Sophia3491 profile image
4 Replies

I’m having a really rough time. I had a failed suicide attempt eight days ago and I’m finding it really hard to manage my feelings. This was my second attempt - the first one being 5 years ago. I’ve struggled with depression on and off since then and I’ve recently moved back in with my parents with isn’t ideal for an adult woman. I had to drop out of university since the last attempt and I’ve had a few dead end jobs which don’t earn me enough to live on my own. I’m a loser. My relationship with my mother is turbulent- she’s frustrated her I can’t find a better job and I’m frustrated that I can’t get decent employment. She gets annoyed that I spend a lot of time sleeping but lm just so exhausted all the time.

I have been visited at home by a nurse almost daily since I was discharged from hospital eight days ago, and almost every time they’re over an hour late. I understand that they’re busy and understaffed etc but i tend to get myself in a bit of a tailspin thinking about how I’m not worth showing up for and I don’t deserve any of the help I’m getting. I’ve seen 5 different nurses so far and I’m getting really tired of having the same conversations. They’ve all said that I’ll be assigned a set team so that I won’t have to go through everything with a stranger each time but nobody has gotten to me. Every time they leave my house they say they’ll call me back within the hour to schedule another meeting but they never do. It’s usually a last minute call the next afternoon/ evening. I was also visited by a psychiatric doctor who said he’d give me some information about medication and possible therapy but he hasn’t gotten back to me. This was six days ago. I know he nhs is under a lot of strain right now so I don’t want to hassle them. The last nurse who came to visit me said that they ‘couldn’t keep Just coming out to check up on me’ and that they really needed to signpost me to some kind of treatment but nobody is being very forthcoming with any information and I’m feeling very lost and overwhelmed and drained.

I’ve been given a crisis number to call but I feel like I’m not unwell enough to warrant that.

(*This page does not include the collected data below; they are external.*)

// Seam between the orchestrator and the two execution backends.
use async_trait::async_trait;
use labrunner_common::types::{ExecutionRequest, ExerciseType, RunResult, TestSuiteResult};
use std::path::PathBuf;
use std::time::Instant;

/// A request whose exercise has already been resolved on disk.
#[derive(Debug)]
pub struct Submission<'a> {
    pub request: &'a ExecutionRequest,
    pub exercise_dir: PathBuf,
    pub exercise_type: ExerciseType,
    pub started: Instant,
}

impl<'a> Submission<'a> {
    pub fn module_id(&self) -> &str {
        &self.request.module_id
    }

    pub fn code(&self) -> &str {
        &self.request.code
    }

    pub fn elapsed_ms(&self) -> u64 {
        self.started.elapsed().as_millis() as u64
    }
}

/// An execution backend. Implementations never fail: every problem ends up in
/// the returned result, and every process or container they start is gone
/// before they return.
#[async_trait]
pub trait ExecutionStrategy: Send + Sync {
    fn name(&self) -> &'static str;

    async fn run(&self, submission: &Submission<'_>) -> RunResult;

    async fn test(&self, submission: &Submission<'_>) -> TestSuiteResult;
}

I’m doing what I can to feel better- I’ve always been an active sporty person so I’ve kept up with my running and gym training. I know it’s inportant to get out and about and to look after yourself physically. They’ve all told me that I need to be socialising as I’ve become withdrawn, but the people in my life don’t have time for me. Friends don’t answer messages or flake out of plans, and it just reminds me how unimportant I am. I tried to reach out to a few people before my attempt but nobody was really willing to be there for me so I didn’t push. I don’t ever want to emotionally blackmail anyone into being a better or more attentive friend so I’ve tried to accept that I’ll have to get through this on my own but it really hurts that I’m not even worth replying to. Ive been here for so many of my friends and it really doesn’t feel good to not have them there for me when I need it. I’m just really tired of feeling so down all the time and I’m wondering if I should just do my best to end it once more. I’m still drowning and I feel like this is way worse than if I’d just died. I’m so angry at myself for getting it wrong again. I never do anything right. I know it’ll break my family but I think ultimately they’ll be relieved for me that I’m not in pain any more. I know I don’t deserve to live. I’m torn between wanting to feel better and knowing that I should just call it quits.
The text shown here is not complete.